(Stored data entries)
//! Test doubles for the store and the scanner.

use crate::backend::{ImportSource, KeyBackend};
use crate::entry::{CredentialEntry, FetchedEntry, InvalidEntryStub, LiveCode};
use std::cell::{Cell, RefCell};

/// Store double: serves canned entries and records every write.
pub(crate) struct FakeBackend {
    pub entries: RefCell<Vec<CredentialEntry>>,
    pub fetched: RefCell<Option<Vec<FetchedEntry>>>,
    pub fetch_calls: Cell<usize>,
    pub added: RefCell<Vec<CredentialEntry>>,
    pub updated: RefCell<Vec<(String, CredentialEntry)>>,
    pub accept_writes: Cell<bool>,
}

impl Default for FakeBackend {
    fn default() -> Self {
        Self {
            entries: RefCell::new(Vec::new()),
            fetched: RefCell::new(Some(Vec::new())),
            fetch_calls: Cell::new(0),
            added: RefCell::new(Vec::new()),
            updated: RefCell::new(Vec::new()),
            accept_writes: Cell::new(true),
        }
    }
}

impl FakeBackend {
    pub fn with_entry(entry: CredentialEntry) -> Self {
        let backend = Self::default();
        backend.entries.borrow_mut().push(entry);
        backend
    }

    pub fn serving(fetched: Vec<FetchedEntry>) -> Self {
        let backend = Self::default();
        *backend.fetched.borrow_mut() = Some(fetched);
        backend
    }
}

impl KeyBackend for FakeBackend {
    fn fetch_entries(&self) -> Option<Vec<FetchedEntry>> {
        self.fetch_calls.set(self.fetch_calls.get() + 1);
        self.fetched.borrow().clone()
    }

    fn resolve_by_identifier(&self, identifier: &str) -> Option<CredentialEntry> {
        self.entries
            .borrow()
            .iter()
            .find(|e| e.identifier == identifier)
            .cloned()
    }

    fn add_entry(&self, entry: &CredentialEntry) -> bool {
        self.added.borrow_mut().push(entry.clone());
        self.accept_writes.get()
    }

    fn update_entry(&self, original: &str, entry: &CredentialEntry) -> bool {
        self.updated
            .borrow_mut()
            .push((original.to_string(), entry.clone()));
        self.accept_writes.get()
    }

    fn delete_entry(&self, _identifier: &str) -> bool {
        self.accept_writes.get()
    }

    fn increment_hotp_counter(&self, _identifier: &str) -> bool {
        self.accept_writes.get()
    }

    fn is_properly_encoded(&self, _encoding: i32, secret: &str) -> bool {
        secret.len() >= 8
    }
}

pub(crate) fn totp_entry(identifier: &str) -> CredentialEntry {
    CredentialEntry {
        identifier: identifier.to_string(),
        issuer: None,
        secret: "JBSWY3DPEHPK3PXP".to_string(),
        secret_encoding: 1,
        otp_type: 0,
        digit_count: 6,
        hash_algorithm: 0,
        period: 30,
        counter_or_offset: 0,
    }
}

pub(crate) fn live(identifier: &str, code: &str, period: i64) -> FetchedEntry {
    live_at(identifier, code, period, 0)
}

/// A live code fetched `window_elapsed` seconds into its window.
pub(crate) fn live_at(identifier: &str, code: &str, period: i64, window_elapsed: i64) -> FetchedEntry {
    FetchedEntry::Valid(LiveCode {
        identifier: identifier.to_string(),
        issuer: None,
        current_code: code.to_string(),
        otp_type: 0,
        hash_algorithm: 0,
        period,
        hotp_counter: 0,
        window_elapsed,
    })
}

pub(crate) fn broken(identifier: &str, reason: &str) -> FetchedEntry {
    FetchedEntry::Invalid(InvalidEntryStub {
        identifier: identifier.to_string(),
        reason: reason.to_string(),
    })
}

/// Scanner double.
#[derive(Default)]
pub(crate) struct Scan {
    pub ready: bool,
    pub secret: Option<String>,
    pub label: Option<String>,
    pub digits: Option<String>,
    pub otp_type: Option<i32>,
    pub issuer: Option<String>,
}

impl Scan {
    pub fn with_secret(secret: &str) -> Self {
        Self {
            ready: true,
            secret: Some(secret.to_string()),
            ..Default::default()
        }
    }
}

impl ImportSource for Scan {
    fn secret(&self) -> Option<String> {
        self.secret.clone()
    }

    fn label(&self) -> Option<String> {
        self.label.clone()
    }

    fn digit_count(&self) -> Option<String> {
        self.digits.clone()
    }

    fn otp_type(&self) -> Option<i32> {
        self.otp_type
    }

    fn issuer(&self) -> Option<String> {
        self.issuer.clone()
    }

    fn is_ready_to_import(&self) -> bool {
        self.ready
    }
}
==
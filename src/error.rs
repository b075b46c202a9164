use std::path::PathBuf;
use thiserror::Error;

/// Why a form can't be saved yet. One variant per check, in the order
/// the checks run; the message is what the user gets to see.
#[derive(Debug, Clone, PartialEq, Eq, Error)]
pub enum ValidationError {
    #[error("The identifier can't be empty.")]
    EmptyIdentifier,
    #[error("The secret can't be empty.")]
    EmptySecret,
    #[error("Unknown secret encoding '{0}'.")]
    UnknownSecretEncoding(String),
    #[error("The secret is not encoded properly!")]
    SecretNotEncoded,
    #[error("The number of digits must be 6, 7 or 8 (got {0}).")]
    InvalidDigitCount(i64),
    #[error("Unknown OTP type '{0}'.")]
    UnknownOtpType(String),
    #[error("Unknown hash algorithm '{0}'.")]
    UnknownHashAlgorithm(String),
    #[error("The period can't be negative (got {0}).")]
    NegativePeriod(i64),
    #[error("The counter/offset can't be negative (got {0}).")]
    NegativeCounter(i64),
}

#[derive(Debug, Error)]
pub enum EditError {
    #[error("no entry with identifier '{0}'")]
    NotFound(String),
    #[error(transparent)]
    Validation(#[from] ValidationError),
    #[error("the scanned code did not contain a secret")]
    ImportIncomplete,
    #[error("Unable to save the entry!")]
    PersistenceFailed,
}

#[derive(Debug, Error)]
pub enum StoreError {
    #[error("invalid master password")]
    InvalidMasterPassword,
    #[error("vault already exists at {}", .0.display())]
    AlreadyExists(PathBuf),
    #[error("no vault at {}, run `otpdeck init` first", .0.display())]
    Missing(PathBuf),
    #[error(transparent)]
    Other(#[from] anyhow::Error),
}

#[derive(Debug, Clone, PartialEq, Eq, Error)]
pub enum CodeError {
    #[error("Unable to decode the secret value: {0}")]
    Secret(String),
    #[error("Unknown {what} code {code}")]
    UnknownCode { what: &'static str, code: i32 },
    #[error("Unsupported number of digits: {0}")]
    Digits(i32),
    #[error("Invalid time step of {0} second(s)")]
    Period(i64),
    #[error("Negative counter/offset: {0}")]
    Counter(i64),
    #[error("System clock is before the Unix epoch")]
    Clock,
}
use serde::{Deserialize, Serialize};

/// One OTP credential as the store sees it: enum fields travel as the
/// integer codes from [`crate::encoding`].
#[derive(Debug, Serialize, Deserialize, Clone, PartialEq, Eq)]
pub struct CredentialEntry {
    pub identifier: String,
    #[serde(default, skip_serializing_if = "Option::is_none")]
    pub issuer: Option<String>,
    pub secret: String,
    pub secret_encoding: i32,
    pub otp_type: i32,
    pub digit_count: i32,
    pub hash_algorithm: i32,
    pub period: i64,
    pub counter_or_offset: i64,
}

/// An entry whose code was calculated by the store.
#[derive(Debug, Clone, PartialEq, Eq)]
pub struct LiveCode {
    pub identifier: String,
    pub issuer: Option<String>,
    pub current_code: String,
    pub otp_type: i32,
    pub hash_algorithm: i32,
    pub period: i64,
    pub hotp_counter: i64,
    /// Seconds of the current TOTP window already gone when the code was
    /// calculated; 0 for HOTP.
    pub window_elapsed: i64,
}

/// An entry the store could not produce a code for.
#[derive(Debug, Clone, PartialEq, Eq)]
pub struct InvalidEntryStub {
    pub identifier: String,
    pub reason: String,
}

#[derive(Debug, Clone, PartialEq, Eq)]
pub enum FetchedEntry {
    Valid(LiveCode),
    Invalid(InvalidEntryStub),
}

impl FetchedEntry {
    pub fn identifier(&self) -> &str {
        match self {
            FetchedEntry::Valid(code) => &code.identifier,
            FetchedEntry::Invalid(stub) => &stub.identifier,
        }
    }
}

▶ _Prompt_
Using the records above, count every line that includes the word "KeyBackend", and state the number only.

▶ _Solution below_
2